§ Record excerpts
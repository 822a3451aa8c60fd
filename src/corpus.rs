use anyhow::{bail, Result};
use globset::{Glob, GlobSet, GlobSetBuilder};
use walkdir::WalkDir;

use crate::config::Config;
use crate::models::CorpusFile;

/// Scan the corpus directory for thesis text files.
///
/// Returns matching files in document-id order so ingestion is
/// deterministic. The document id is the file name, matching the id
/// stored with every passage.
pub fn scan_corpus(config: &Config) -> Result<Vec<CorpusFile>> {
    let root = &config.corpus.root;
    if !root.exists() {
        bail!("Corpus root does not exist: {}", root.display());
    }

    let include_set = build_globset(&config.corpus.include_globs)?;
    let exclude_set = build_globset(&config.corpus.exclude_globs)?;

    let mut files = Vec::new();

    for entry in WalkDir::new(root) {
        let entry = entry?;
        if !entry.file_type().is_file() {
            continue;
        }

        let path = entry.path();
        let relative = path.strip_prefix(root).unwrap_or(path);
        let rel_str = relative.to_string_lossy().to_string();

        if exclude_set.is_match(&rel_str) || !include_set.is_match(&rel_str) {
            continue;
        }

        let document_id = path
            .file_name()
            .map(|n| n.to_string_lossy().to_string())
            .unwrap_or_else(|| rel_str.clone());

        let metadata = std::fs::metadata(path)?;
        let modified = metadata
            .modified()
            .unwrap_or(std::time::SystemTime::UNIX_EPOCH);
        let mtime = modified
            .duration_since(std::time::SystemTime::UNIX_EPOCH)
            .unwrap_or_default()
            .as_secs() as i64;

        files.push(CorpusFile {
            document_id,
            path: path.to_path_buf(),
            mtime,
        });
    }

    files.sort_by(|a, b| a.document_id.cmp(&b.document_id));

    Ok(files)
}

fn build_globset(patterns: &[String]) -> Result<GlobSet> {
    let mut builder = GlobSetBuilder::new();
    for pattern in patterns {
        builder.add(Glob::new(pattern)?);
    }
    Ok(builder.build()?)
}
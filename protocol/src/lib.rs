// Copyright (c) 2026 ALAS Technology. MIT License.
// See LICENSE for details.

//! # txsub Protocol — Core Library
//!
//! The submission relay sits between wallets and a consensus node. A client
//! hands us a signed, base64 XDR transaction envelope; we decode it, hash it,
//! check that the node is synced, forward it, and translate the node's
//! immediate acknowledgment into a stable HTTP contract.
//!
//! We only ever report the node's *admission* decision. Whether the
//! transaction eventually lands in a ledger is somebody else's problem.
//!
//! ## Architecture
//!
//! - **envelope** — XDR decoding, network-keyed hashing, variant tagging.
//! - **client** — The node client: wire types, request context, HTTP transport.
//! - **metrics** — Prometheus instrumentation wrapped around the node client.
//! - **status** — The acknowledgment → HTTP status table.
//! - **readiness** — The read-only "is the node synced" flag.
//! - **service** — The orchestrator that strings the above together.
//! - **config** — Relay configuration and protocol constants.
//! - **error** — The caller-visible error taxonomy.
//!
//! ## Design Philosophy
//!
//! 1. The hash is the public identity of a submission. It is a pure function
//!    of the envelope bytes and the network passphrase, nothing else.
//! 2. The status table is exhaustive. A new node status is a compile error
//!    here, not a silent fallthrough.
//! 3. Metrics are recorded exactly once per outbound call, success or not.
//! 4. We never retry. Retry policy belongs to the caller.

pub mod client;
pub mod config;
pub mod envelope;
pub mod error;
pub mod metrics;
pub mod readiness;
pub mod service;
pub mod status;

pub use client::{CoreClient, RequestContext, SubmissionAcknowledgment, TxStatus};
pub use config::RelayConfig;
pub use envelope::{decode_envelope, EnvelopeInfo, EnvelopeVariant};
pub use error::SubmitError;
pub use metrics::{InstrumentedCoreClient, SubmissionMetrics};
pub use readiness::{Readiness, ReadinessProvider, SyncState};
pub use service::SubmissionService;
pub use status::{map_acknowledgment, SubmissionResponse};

§ What the exercise asks
The string "crate" may appear in the lines of the records above. State how many lines contain it, with no other words.

§ Response area
2